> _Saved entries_
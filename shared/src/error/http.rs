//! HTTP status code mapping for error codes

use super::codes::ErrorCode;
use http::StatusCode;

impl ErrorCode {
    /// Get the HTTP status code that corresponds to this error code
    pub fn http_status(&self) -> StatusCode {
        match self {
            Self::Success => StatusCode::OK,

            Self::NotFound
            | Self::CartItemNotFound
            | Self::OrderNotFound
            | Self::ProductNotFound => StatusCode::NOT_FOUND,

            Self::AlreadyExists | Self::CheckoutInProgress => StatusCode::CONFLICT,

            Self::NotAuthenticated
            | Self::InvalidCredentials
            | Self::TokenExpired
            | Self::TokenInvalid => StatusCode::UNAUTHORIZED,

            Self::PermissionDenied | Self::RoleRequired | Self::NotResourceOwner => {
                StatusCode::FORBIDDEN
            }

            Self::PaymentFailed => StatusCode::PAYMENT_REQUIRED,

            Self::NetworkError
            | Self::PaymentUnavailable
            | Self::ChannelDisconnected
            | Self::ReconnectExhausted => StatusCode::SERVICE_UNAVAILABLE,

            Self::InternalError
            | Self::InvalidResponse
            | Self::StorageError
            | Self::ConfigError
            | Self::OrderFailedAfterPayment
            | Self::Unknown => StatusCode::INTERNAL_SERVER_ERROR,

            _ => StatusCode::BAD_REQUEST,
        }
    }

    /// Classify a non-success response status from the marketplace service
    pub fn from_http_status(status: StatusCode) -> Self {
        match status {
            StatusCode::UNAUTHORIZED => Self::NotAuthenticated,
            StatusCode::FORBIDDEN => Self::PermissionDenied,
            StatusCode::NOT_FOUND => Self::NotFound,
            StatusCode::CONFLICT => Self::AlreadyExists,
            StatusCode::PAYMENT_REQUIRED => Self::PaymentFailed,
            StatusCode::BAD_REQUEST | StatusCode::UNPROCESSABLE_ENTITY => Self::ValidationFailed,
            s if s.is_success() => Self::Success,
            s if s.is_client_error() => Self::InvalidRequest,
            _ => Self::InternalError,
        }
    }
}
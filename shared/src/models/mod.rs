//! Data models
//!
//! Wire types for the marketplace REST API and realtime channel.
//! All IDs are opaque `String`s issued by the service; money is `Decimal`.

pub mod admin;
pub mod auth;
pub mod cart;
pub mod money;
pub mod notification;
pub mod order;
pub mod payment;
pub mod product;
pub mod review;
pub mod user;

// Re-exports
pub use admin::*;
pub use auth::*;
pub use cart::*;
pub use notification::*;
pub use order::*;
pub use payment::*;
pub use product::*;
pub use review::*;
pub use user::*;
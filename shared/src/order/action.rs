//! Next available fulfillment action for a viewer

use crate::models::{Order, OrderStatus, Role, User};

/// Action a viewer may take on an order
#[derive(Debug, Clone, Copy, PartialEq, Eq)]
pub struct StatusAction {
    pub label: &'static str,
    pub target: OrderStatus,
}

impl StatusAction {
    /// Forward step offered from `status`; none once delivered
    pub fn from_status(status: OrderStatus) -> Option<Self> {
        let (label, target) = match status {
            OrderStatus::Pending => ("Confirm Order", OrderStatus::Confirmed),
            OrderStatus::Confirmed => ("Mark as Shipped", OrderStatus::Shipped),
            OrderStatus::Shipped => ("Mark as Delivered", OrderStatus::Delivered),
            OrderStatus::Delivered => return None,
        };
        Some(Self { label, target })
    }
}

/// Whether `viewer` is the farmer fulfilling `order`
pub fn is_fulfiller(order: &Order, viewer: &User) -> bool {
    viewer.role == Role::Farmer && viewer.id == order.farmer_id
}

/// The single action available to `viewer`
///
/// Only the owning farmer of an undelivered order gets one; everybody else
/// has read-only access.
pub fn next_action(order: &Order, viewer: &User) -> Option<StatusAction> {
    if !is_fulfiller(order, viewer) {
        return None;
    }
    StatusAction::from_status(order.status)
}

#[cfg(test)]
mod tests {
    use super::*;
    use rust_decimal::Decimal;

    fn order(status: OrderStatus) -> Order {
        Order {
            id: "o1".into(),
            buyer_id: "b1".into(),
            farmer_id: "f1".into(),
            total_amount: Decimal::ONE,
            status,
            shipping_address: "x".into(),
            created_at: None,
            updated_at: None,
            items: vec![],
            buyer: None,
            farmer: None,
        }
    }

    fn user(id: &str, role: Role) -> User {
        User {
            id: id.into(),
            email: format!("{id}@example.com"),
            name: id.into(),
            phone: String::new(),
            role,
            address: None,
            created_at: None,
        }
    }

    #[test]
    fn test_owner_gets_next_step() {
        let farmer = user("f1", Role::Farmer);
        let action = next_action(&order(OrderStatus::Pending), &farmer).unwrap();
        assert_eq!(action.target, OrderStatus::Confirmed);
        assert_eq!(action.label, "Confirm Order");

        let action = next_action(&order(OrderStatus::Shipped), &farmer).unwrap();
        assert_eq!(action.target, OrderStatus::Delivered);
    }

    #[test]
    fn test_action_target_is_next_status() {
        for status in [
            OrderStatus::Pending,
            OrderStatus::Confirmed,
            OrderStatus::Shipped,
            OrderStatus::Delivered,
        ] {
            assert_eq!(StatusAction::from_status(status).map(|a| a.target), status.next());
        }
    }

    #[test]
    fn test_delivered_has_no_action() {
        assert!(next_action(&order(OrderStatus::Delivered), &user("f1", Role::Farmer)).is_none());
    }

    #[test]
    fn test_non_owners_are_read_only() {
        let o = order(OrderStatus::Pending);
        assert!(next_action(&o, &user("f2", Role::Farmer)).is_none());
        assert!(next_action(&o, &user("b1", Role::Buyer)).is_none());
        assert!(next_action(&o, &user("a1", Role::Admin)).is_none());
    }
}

> _WORK REQUEST_
The entries above must be returned in full, exactly as shown.

> _WRITTEN RESPONSE_
filename shared/src/error/http.rs
//! HTTP status code mapping for error codes

use super::codes::ErrorCode;
use http::StatusCode;

impl ErrorCode {
    /// Get the HTTP status code that corresponds to this error code
    pub fn http_status(&self) -> StatusCode {
        match self {
            Self::Success => StatusCode::OK,

            Self::NotFound
            | Self::CartItemNotFound
            | Self::OrderNotFound
            | Self::ProductNotFound => StatusCode::NOT_FOUND,

            Self::AlreadyExists | Self::CheckoutInProgress => StatusCode::CONFLICT,

            Self::NotAuthenticated
            | Self::InvalidCredentials
            | Self::TokenExpired
            | Self::TokenInvalid => StatusCode::UNAUTHORIZED,

            Self::PermissionDenied | Self::RoleRequired | Self::NotResourceOwner => {
                StatusCode::FORBIDDEN
            }

            Self::PaymentFailed => StatusCode::PAYMENT_REQUIRED,

            Self::NetworkError
            | Self::PaymentUnavailable
            | Self::ChannelDisconnected
            | Self::ReconnectExhausted => StatusCode::SERVICE_UNAVAILABLE,

            Self::InternalError
            | Self::InvalidResponse
            | Self::StorageError
            | Self::ConfigError
            | Self::OrderFailedAfterPayment
            | Self::Unknown => StatusCode::INTERNAL_SERVER_ERROR,

            _ => StatusCode::BAD_REQUEST,
        }
    }

    /// Classify a non-success response status from the marketplace service
    pub fn from_http_status(status: StatusCode) -> Self {
        match status {
            StatusCode::UNAUTHORIZED => Self::NotAuthenticated,
            StatusCode::FORBIDDEN => Self::PermissionDenied,
            StatusCode::NOT_FOUND => Self::NotFound,
            StatusCode::CONFLICT => Self::AlreadyExists,
            StatusCode::PAYMENT_REQUIRED => Self::PaymentFailed,
            StatusCode::BAD_REQUEST | StatusCode::UNPROCESSABLE_ENTITY => Self::ValidationFailed,
            s if s.is_success() => Self::Success,
            s if s.is_client_error() => Self::InvalidRequest,
            _ => Self::InternalError,
        }
    }
}
filename shared/src/models/mod.rs
//! Data models
//!
//! Wire types for the marketplace REST API and realtime channel.
//! All IDs are opaque `String`s issued by the service; money is `Decimal`.

pub mod admin;
pub mod auth;
pub mod cart;
pub mod money;
pub mod notification;
pub mod order;
pub mod payment;
pub mod product;
pub mod review;
pub mod user;

// Re-exports
pub use admin::*;
pub use auth::*;
pub use cart::*;
pub use notification::*;
pub use order::*;
pub use payment::*;
pub use product::*;
pub use review::*;
pub use user::*;
filename shared/src/order/action.rs
//! Next available fulfillment action for a viewer

use crate::models::{Order, OrderStatus, Role, User};

/// Action a viewer may take on an order
#[derive(Debug, Clone, Copy, PartialEq, Eq)]
pub struct StatusAction {
    pub label: &'static str,
    pub target: OrderStatus,
}

impl StatusAction {
    /// Forward step offered from `status`; none once delivered
    pub fn from_status(status: OrderStatus) -> Option<Self> {
        let (label, target) = match status {
            OrderStatus::Pending => ("Confirm Order", OrderStatus::Confirmed),
            OrderStatus::Confirmed => ("Mark as Shipped", OrderStatus::Shipped),
            OrderStatus::Shipped => ("Mark as Delivered", OrderStatus::Delivered),
            OrderStatus::Delivered => return None,
        };
        Some(Self { label, target })
    }
}

/// Whether `viewer` is the farmer fulfilling `order`
pub fn is_fulfiller(order: &Order, viewer: &User) -> bool {
    viewer.role == Role::Farmer && viewer.id == order.farmer_id
}

/// The single action available to `viewer`
///
/// Only the owning farmer of an undelivered order gets one; everybody else
/// has read-only access.
pub fn next_action(order: &Order, viewer: &User) -> Option<StatusAction> {
    if !is_fulfiller(order, viewer) {
        return None;
    }
    StatusAction::from_status(order.status)
}

#[cfg(test)]
mod tests {
    use super::*;
    use rust_decimal::Decimal;

    fn order(status: OrderStatus) -> Order {
        Order {
            id: "o1".into(),
            buyer_id: "b1".into(),
            farmer_id: "f1".into(),
            total_amount: Decimal::ONE,
            status,
            shipping_address: "x".into(),
            created_at: None,
            updated_at: None,
            items: vec![],
            buyer: None,
            farmer: None,
        }
    }

    fn user(id: &str, role: Role) -> User {
        User {
            id: id.into(),
            email: format!("{id}@example.com"),
            name: id.into(),
            phone: String::new(),
            role,
            address: None,
            created_at: None,
        }
    }

    #[test]
    fn test_owner_gets_next_step() {
        let farmer = user("f1", Role::Farmer);
        let action = next_action(&order(OrderStatus::Pending), &farmer).unwrap();
        assert_eq!(action.target, OrderStatus::Confirmed);
        assert_eq!(action.label, "Confirm Order");

        let action = next_action(&order(OrderStatus::Shipped), &farmer).unwrap();
        assert_eq!(action.target, OrderStatus::Delivered);
    }

    #[test]
    fn test_action_target_is_next_status() {
        for status in [
            OrderStatus::Pending,
            OrderStatus::Confirmed,
            OrderStatus::Shipped,
            OrderStatus::Delivered,
        ] {
            assert_eq!(StatusAction::from_status(status).map(|a| a.target), status.next());
        }
    }

    #[test]
    fn test_delivered_has_no_action() {
        assert!(next_action(&order(OrderStatus::Delivered), &user("f1", Role::Farmer)).is_none());
    }

    #[test]
    fn test_non_owners_are_read_only() {
        let o = order(OrderStatus::Pending);
        assert!(next_action(&o, &user("f2", Role::Farmer)).is_none());
        assert!(next_action(&o, &user("b1", Role::Buyer)).is_none());
        assert!(next_action(&o, &user("a1", Role::Admin)).is_none());
    }
}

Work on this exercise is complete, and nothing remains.